Science’s Humanities Gaptags: philosophy, Science, history
Gary Gutting is a professor of philosophy at the University of Notre Dame, and an editor of Notre Dame Philosophical Reviews. He is the author, most recently, of “Thinking the Impossible: French Philosophy since 1960,” and writes regularly for The Stone. He was recently interviewed in 3am magazine.
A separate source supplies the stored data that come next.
//! Time-based validity policy for bearer credentials.
//!
//! Accepts either an opaque bearer string or a structured token. Opaque
//! tokens only get a minimum-length check; structured tokens are decoded
//! with [`decode`] and their `exp` / `nbf` claims are compared with the
//! current instant. Signatures are not verified here.

use chrono::{DateTime, TimeDelta, Utc};

use crate::core::decoder::decode;
use crate::error::ValidationError;

/// Prefix stripped from credentials before classification. Case-sensitive.
pub const BEARER_PREFIX: &str = "Bearer ";

/// Opaque tokens shorter than this many bytes are rejected.
pub const MIN_OPAQUE_LENGTH: usize = 10;

/// Window in which a still-valid token counts as close to expiry.
pub const EXPIRY_WARNING_WINDOW: TimeDelta = TimeDelta::minutes(5);

/// How a credential string was interpreted.
#[derive(Debug, Clone, Copy, PartialEq, Eq, Hash)]
pub enum CredentialKind {
    /// An unparsed bearer string.
    Opaque,
    /// A three-segment token with a claims payload.
    Structured,
}

impl CredentialKind {
    /// Lowercase name used in CLI and JSON output.
    pub fn as_str(self) -> &'static str {
        match self {
            Self::Opaque => "opaque",
            Self::Structured => "structured",
        }
    }
}

/// Remove a single leading `"Bearer "` if present.
pub fn strip_bearer(token: &str) -> &str {
    token.strip_prefix(BEARER_PREFIX).unwrap_or(token)
}

/// Classify a credential after stripping the bearer prefix.
///
/// Anything containing a `.` is treated as structured, even when it will
/// later fail to decode.
pub fn classify(token: &str) -> CredentialKind {
    if strip_bearer(token).contains('.') {
        CredentialKind::Structured
    } else {
        CredentialKind::Opaque
    }
}

/// Validate a credential against the current wall-clock time.
///
/// The clock is read once per call.
///
/// # Errors
///
/// See [`validate_at`].
pub fn validate(token: &str) -> Result<CredentialKind, ValidationError> {
    validate_at(token, Utc::now())
}

/// Validate a credential as if the current instant were `now`.
///
/// # Errors
///
/// Returns [`ValidationError::Empty`] for an empty string,
/// [`ValidationError::TooShort`] for an opaque token under
/// [`MIN_OPAQUE_LENGTH`] bytes, [`ValidationError::Malformed`] when a
/// structured token can't be decoded, and [`ValidationError::Expired`] or
/// [`ValidationError::NotYetValid`] when `now` falls outside its window.
pub fn validate_at(token: &str, now: DateTime<Utc>) -> Result<CredentialKind, ValidationError> {
    if token.is_empty() {
        return Err(ValidationError::Empty);
    }

    let token = strip_bearer(token);

    if !token.contains('.') {
        let length = token.len();
        if length < MIN_OPAQUE_LENGTH {
            return Err(ValidationError::TooShort { length });
        }
        return Ok(CredentialKind::Opaque);
    }

    let claims = decode(token)?;

    if claims.is_expired_at(now) {
        return Err(ValidationError::Expired {
            expired_at: claims.expiration,
        });
    }

    if claims.is_not_yet_valid_at(now) {
        return Err(ValidationError::NotYetValid {
            not_before: claims.not_before,
        });
    }

    // Near-expiry tokens still pass. Hook for a future soft warning.
    let _expiring_soon = claims.expires_within_at(EXPIRY_WARNING_WINDOW, now);

    Ok(CredentialKind::Structured)
}

#[cfg(test)]
mod tests {
    use base64::Engine;
    use base64::engine::general_purpose::URL_SAFE_NO_PAD;

    use super::*;
    use crate::core::claims::Claims;
    use crate::error::ErrorKind;

    const NOW: i64 = 1_700_000_000;

    fn now() -> DateTime<Utc> {
        DateTime::from_timestamp(NOW, 0).unwrap()
    }

    fn token_with(claims: &Claims) -> String {
        let header = URL_SAFE_NO_PAD.encode(br#"{"alg":"HS256","typ":"JWT"}"#);
        let payload = URL_SAFE_NO_PAD.encode(serde_json::to_vec(claims).unwrap());
        format!("{header}.{payload}.fake_signature")
    }

    #[test]
    fn test_empty_token_fails() {
        assert_eq!(validate_at("", now()), Err(ValidationError::Empty));
    }

    #[test]
    fn test_short_opaque_token_fails() {
        let err = validate_at("short", now()).unwrap_err();
        assert_eq!(err.kind(), ErrorKind::OpaqueTooShort);
        assert_eq!(err, ValidationError::TooShort { length: 5 });
    }

    #[test]
    fn test_opaque_token_at_threshold_passes() {
        assert_eq!(validate_at("0123456789", now()), Ok(CredentialKind::Opaque));
        assert!(validate_at("012345678", now()).is_err());
    }

    #[test]
    fn test_opaque_length_counts_bytes() {
        // Five 2-byte characters make ten bytes.
        assert_eq!(validate_at("ééééé", now()), Ok(CredentialKind::Opaque));
        assert_eq!(
            validate_at("éééé", now()),
            Err(ValidationError::TooShort { length: 8 })
        );
    }

    #[test]
    fn test_array_claims_payload_fails() {
        // [] and ["x"]
        for token in ["h.W10.s", "h.WyJ4Il0.s"] {
            let err = validate_at(token, now()).unwrap_err();
            assert_eq!(err.kind(), ErrorKind::ClaimsError, "{token}");
        }
    }

    #[test]
    fn test_valid_opaque_token_passes() {
        assert_eq!(
            validate_at("this-is-a-valid-opaque-token-12345", now()),
            Ok(CredentialKind::Opaque)
        );
    }

    #[test]
    fn test_bearer_prefix_is_stripped_before_length_check() {
        // "Bearer short" is 12 bytes, but only "short" is measured.
        let err = validate_at("Bearer short", now()).unwrap_err();
        assert_eq!(err, ValidationError::TooShort { length: 5 });
    }

    #[test]
    fn test_bearer_prefix_is_case_sensitive() {
        // Not stripped, so the whole string counts.
        assert_eq!(validate_at("bearer short", now()), Ok(CredentialKind::Opaque));
    }

    #[test]
    fn test_bare_bearer_prefix_counts_as_empty_remainder() {
        let err = validate_at("Bearer ", now()).unwrap_err();
        assert_eq!(err, ValidationError::TooShort { length: 0 });
    }

    #[test]
    fn test_invalid_jwt_format_fails_with_context() {
        let err = validate_at("invalid.jwt", now()).unwrap_err();
        assert_eq!(err.kind(), ErrorKind::FormatError);
        let message = err.to_string();
        assert!(message.starts_with("JWT validation failed: "));
        assert!(message.contains("invalid token format"));
        assert!(message.contains("got 2"));
    }

    #[test]
    fn test_unparseable_claims_fail_with_claims_kind() {
        let err = validate_at("h.bm90IGpzb24.s", now()).unwrap_err();
        assert_eq!(err.kind(), ErrorKind::ClaimsError);
        assert!(err.to_string().contains("invalid token claims"));
    }

    #[test]
    fn test_valid_jwt_passes() {
        let token = token_with(&Claims {
            subject: "test-user".to_string(),
            expiration: NOW + 3600,
            issued_at: NOW,
            ..Claims::default()
        });
        assert_eq!(validate_at(&token, now()), Ok(CredentialKind::Structured));
    }

    #[test]
    fn test_valid_jwt_with_bearer_prefix_passes() {
        let token = token_with(&Claims {
            expiration: NOW + 3600,
            ..Claims::default()
        });
        let prefixed = format!("Bearer {token}");
        assert_eq!(validate_at(&prefixed, now()), Ok(CredentialKind::Structured));
    }

    #[test]
    fn test_jwt_without_time_claims_passes() {
        let token = token_with(&Claims::default());
        assert!(validate_at(&token, now()).is_ok());
    }

    #[test]
    fn test_expired_jwt_fails() {
        let token = token_with(&Claims {
            subject: "test-user".to_string(),
            expiration: NOW - 3600,
            issued_at: NOW - 7200,
            ..Claims::default()
        });
        let err = validate_at(&token, now()).unwrap_err();
        assert_eq!(err.kind(), ErrorKind::Expired);
        assert!(err.to_string().contains("token is expired"));
        assert!(err.to_string().contains("2023-11-14T21:13:20Z"));
    }

    #[test]
    fn test_expiration_equal_to_now_fails() {
        let token = token_with(&Claims {
            expiration: NOW,
            ..Claims::default()
        });
        assert_eq!(
            validate_at(&token, now()),
            Err(ValidationError::Expired { expired_at: NOW })
        );
    }

    #[test]
    fn test_not_yet_valid_jwt_fails() {
        let token = token_with(&Claims {
            subject: "test-user".to_string(),
            expiration: NOW + 7200,
            not_before: NOW + 3600,
            issued_at: NOW,
            ..Claims::default()
        });
        let err = validate_at(&token, now()).unwrap_err();
        assert_eq!(err.kind(), ErrorKind::NotYetValid);
        assert!(err.to_string().contains("not yet valid until"));
    }

    #[test]
    fn test_expiry_checked_before_not_before() {
        let token = token_with(&Claims {
            expiration: NOW - 10,
            not_before: NOW + 10,
            ..Claims::default()
        });
        assert_eq!(validate_at(&token, now()).unwrap_err().kind(), ErrorKind::Expired);
    }

    #[test]
    fn test_token_expiring_soon_still_passes() {
        let token = token_with(&Claims {
            expiration: NOW + 60,
            ..Claims::default()
        });
        assert_eq!(validate_at(&token, now()), Ok(CredentialKind::Structured));
    }

    #[test]
    fn test_validate_uses_wall_clock() {
        let current = Utc::now().timestamp();
        let fresh = token_with(&Claims {
            expiration: current + 3600,
            ..Claims::default()
        });
        let stale = token_with(&Claims {
            expiration: current - 3600,
            ..Claims::default()
        });
        assert!(validate(&fresh).is_ok());
        assert_eq!(validate(&stale).unwrap_err().kind(), ErrorKind::Expired);
    }

    #[test]
    fn test_classify() {
        assert_eq!(classify("opaque-token"), CredentialKind::Opaque);
        assert_eq!(classify("a.b.c"), CredentialKind::Structured);
        assert_eq!(classify("Bearer a.b"), CredentialKind::Structured);
    }

    #[test]
    fn test_strip_bearer_only_once() {
        assert_eq!(strip_bearer("Bearer Bearer x"), "Bearer x");
        assert_eq!(strip_bearer("Bearerx"), "Bearerx");
    }
}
...The disparity between philosophers’ knowledge of science and scientists’ knowledge of philosophy is even greater in the areas of philosophy of physics and philosophy of biology. In the early 20th century, most of the major philosophers of science (Morris Schlick, Hans Reichenbach and Rudolf Carnap, for example) had done advanced work in physics. Current philosophers of physics continue to have a high professional level of training in physics, with many even publishing in physics journals. Philosophers of biology like David Hull have been similarly well versed in that discipline.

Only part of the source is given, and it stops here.